I came across this while searching the programme of the
conference
that Walter is attending in Australia.
This gentleman, Martin Thompson
http://www.yowconference.com.au/general/details.html?speakerId=2962
The main idea, is in this paper (11 pages, pdf):
http://disruptor.googlecode.com/files/Disruptor-1.0.pdf
and here is a review of the architecure by Martin Fowler:
http://martinfowler.com/articles/lmax.html
Fascinating.
So the last problem is I don't see how it cleanly scales with
the
number of messages: there is only one instance of a specific
consumer
type on each stage. How do these get scaled if one core
working on
each is not enough?
As Fowler's articles mentions at one point, you can have
multiple
consumers of the same type working concurrently on the same
ring by
just simply having each of them skip every N-1 items (for N
consumers
of the same type. Ie, if you have two consumers of the same
type, one
operates on the even #'d items, the other on the odd.
I thought about that even-odd style but it muddies waters a bit.

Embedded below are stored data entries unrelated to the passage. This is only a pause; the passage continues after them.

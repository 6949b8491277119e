//! Hardware data types: sensor readings, inventory, chassis status and health verdict.

use std::fmt;

use serde::Serialize;
use serde_json::{Map, Value};

pub const UNKNOWN: &str = "Unknown";

/// Which `sensor list` records a reading mapping collects.
#[derive(Debug, Clone, Copy, PartialEq, Eq)]
pub enum SensorCategory {
    Fan,
    Temperature,
}

impl SensorCategory {
    /// Case-sensitive substrings a sensor name must contain.
    pub fn match_tokens(&self) -> &'static [&'static str] {
        match self {
            SensorCategory::Fan => &["Fan", "FAN"],
            SensorCategory::Temperature => &["Temp", "TEMP"],
        }
    }

    pub fn matches(&self, name: &str) -> bool {
        self.match_tokens().iter().any(|token| name.contains(token))
    }

    pub fn label(&self) -> &'static str {
        match self {
            SensorCategory::Fan => "fan speed",
            SensorCategory::Temperature => "temperatures",
        }
    }
}

/// Insertion-ordered name -> text map. Re-inserting a name replaces its value
/// in place.
#[derive(Debug, Clone, Default, PartialEq, Serialize)]
#[serde(transparent)]
pub struct TextMap(Map<String, Value>);

impl TextMap {
    pub fn new() -> Self {
        Self::default()
    }

    pub fn insert(&mut self, name: impl Into<String>, value: impl Into<String>) {
        self.0.insert(name.into(), Value::String(value.into()));
    }

    pub fn get(&self, name: &str) -> Option<&str> {
        self.0.get(name).and_then(Value::as_str)
    }

    pub fn len(&self) -> usize {
        self.0.len()
    }

    pub fn is_empty(&self) -> bool {
        self.0.is_empty()
    }

    pub fn iter(&self) -> impl Iterator<Item = (&str, &str)> {
        self.0
            .iter()
            .map(|(k, v)| (k.as_str(), v.as_str().unwrap_or_default()))
    }
}

impl<K: Into<String>, V: Into<String>> FromIterator<(K, V)> for TextMap {
    fn from_iter<I: IntoIterator<Item = (K, V)>>(iter: I) -> Self {
        let mut map = TextMap::new();
        for (k, v) in iter {
            map.insert(k, v);
        }
        map
    }
}

/// Sensor name (as reported) -> reading text.
pub type SensorReadings = TextMap;

/// `chassis status` field -> value, e.g. "System Power" -> "on".
pub type ChassisStatus = TextMap;

/// Best-effort inventory scraped from `fru print`. Not authoritative: many
/// vendors only expose drives through OEM extensions, so `disk` is usually
/// "Unknown".
#[derive(Debug, Clone, PartialEq, Eq, Serialize)]
pub struct HardwareInventory {
    #[serde(rename = "CPU")]
    pub cpu: String,
    #[serde(rename = "Memory")]
    pub memory: String,
    #[serde(rename = "Disk")]
    pub disk: String,
}

impl Default for HardwareInventory {
    fn default() -> Self {
        Self {
            cpu: UNKNOWN.to_string(),
            memory: UNKNOWN.to_string(),
            disk: UNKNOWN.to_string(),
        }
    }
}

#[derive(Debug, Clone, Copy, PartialEq, Eq, Serialize)]
#[serde(rename_all = "snake_case")]
pub enum ChassisFault {
    NotPoweredOn,
    PowerOverload,
    MainPowerFault,
    PowerControlFault,
    DriveFault,
    CoolingFault,
}

impl ChassisFault {
    pub fn description(&self) -> &'static str {
        match self {
            ChassisFault::NotPoweredOn => "The system is not powered on",
            ChassisFault::PowerOverload => "Power supply overload",
            ChassisFault::MainPowerFault => "Main power fault",
            ChassisFault::PowerControlFault => "Power control fault",
            ChassisFault::DriveFault => "Drive fault",
            ChassisFault::CoolingFault => "Cooling fault",
        }
    }
}

impl fmt::Display for ChassisFault {
    fn fmt(&self, f: &mut fmt::Formatter<'_>) -> fmt::Result {
        f.write_str(self.description())
    }
}

pub const NORMAL_VERDICT: &str = "The server is running normally";

/// Either normal, or at least one fault in rule order.
#[derive(Debug, Clone, PartialEq, Eq, Serialize)]
#[serde(tag = "state", content = "faults", rename_all = "snake_case")]
pub enum HealthVerdict {
    Normal,
    Faults(Vec<ChassisFault>),
}

impl HealthVerdict {
    pub fn from_faults(faults: Vec<ChassisFault>) -> Self {
        if faults.is_empty() {
            HealthVerdict::Normal
        } else {
            HealthVerdict::Faults(faults)
        }
    }

    pub fn is_normal(&self) -> bool {
        matches!(self, HealthVerdict::Normal)
    }

    pub fn faults(&self) -> &[ChassisFault] {
        match self {
            HealthVerdict::Normal => &[],
            HealthVerdict::Faults(faults) => faults,
        }
    }
}

impl fmt::Display for HealthVerdict {
    fn fmt(&self, f: &mut fmt::Formatter<'_>) -> fmt::Result {
        match self {
            HealthVerdict::Normal => f.write_str(NORMAL_VERDICT),
            HealthVerdict::Faults(faults) => {
                let lines: Vec<&str> = faults.iter().map(ChassisFault::description).collect();
                f.write_str(&lines.join("\n"))
            }
        }
    }
}

#[derive(Debug, Clone, PartialEq, Serialize)]
pub struct ChassisReport {
    pub status: ChassisStatus,
    pub verdict: HealthVerdict,
}

/// Everything a single probe run collected. Each part is independently optional.
#[derive(Debug, Clone, Serialize)]
pub struct ServerSummary {
    pub host: String,
    pub collected_at: chrono::DateTime<chrono::Utc>,
    pub fans: Option<SensorReadings>,
    pub temperatures: Option<SensorReadings>,
    pub power_watts: Option<u32>,
    pub inventory: Option<HardwareInventory>,
    pub chassis: Option<ChassisReport>,
}
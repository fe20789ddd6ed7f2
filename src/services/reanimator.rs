//! Dead-proxy reanimation sweep
//!
//! Periodically moves dead proxies whose backoff has elapsed back into the
//! eligible pool.

use std::sync::Arc;
use std::time::Duration;

use tokio::sync::watch;
use tokio::time::interval;
use tracing::{debug, info};

use crate::registry::ProxyRegistry;

/// Reanimation sweep configuration
#[derive(Debug, Clone)]
pub struct ReanimatorConfig {
    /// How often to re-check dead proxies
    pub interval: Duration,
}

impl Default for ReanimatorConfig {
    fn default() -> Self {
        Self {
            interval: Duration::from_secs(5),
        }
    }
}

/// Periodic reanimation sweep over the registry
pub struct ReanimatorService {
    registry: Arc<ProxyRegistry>,
    config: ReanimatorConfig,
}

impl ReanimatorService {
    pub fn new(registry: Arc<ProxyRegistry>, config: ReanimatorConfig) -> Self {
        Self { registry, config }
    }

    /// Run the sweep (call in a spawned task); a zero interval disables it.
    pub async fn run(&self, mut shutdown: watch::Receiver<bool>) {
        if self.config.interval.is_zero() {
            return;
        }
        info!(
            "starting reanimator with {}s interval",
            self.config.interval.as_secs()
        );

        let mut ticker = interval(self.config.interval);
        ticker.tick().await; // Skip immediate tick

        loop {
            tokio::select! {
                _ = ticker.tick() => {
                    let moved = self.registry.reanimate();
                    if moved > 0 {
                        debug!(count = moved, "proxies moved from 'dead' to 'reanimated'");
                    }
                }
                _ = shutdown.changed() => {
                    if *shutdown.borrow() {
                        info!("reanimator shutting down");
                        break;
                    }
                }
            }
        }
    }
}
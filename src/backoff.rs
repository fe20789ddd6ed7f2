//! Randomized exponential backoff for dead-proxy re-checks.
//!
//! Dead proxies are retried after an exponentially growing, fully jittered
//! delay: a uniform random value in `[0, min(cap, base * 2^attempt)]`.

use std::time::Duration;

use rand::Rng;

/// Exponential backoff bound: `min(cap, base * 2^attempt)`.
pub fn exp_backoff(attempt: u32, base: Duration, cap: Duration) -> Duration {
    // 2^1024 overflows f64; past that exponent the cap always wins.
    let factor = 2f64.powi(attempt.min(1023) as i32);
    let bound = (base.as_secs_f64() * factor).min(cap.as_secs_f64());
    Duration::from_secs_f64(bound)
}

/// Exponential backoff with full jitter, drawn from the process-wide RNG.
pub fn exp_backoff_full_jitter(attempt: u32, base: Duration, cap: Duration) -> Duration {
    exp_backoff_full_jitter_with(attempt, base, cap, &mut rand::thread_rng())
}

/// Exponential backoff with full jitter, drawn from a caller-supplied RNG.
///
/// Deterministic given a seeded `rng`.
pub fn exp_backoff_full_jitter_with<R: Rng + ?Sized>(
    attempt: u32,
    base: Duration,
    cap: Duration,
    rng: &mut R,
) -> Duration {
    let bound = exp_backoff(attempt, base, cap).as_secs_f64();
    Duration::from_secs_f64(rng.gen_range(0.0..=bound))
}

/// Closure form consumed by the registry: `attempt -> jittered delay`.
pub fn full_jitter(base: Duration, cap: Duration) -> impl Fn(u32) -> Duration + Send + Sync {
    move |attempt| exp_backoff_full_jitter(attempt, base, cap)
}
//! Carousel - Rotating-Proxy Middleware Core
//!
//! Proxy lifecycle management and retry/backoff scheduling for a web-crawl
//! fetch engine. The engine asks for a proxy per outbound request, reports
//! each outcome with a tri-state ban verdict, and Carousel keeps track of
//! dead and alive proxies so the crawl avoids banned exits.
//!
//! ## Features
//!
//! - Four-state proxy health tracking (unchecked, good, dead, reanimated)
//! - Dead proxies re-checked with randomized exponential backoff (full jitter)
//! - Per-request proxy rotation with a configurable retry ceiling
//! - Per-proxy concurrency isolation via host-derived slot keys
//! - Periodic reanimation sweep and stats logging with clean shutdown

pub mod backoff;
pub mod config;
pub mod dispatcher;
pub mod error;
pub mod models;
pub mod registry;
pub mod services;
pub mod stats;

pub use config::Config;
pub use dispatcher::RotatingProxyDispatcher;
pub use error::{CarouselError, Result};
pub use models::{BanSignal, Disposition, FetchRequest, ProxyHealth};
pub use registry::{PoolStats, ProxyRegistry};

Now producers or however comes next the "circle" have to track
all of the split-counters (since they could outpace each other
at different times). The other way is to have them contend on a
single counter with CAS but again not as nice.
The other moment is that system becomes that more dependent on
a single component failure and they get around this be running
multiple copies of the whole system in sync. A wise move to
ensure stability of a complex system (and keeping in mind the
stack exchange reliability requirements).
Would Andrei like to comment on any of the comments so far ??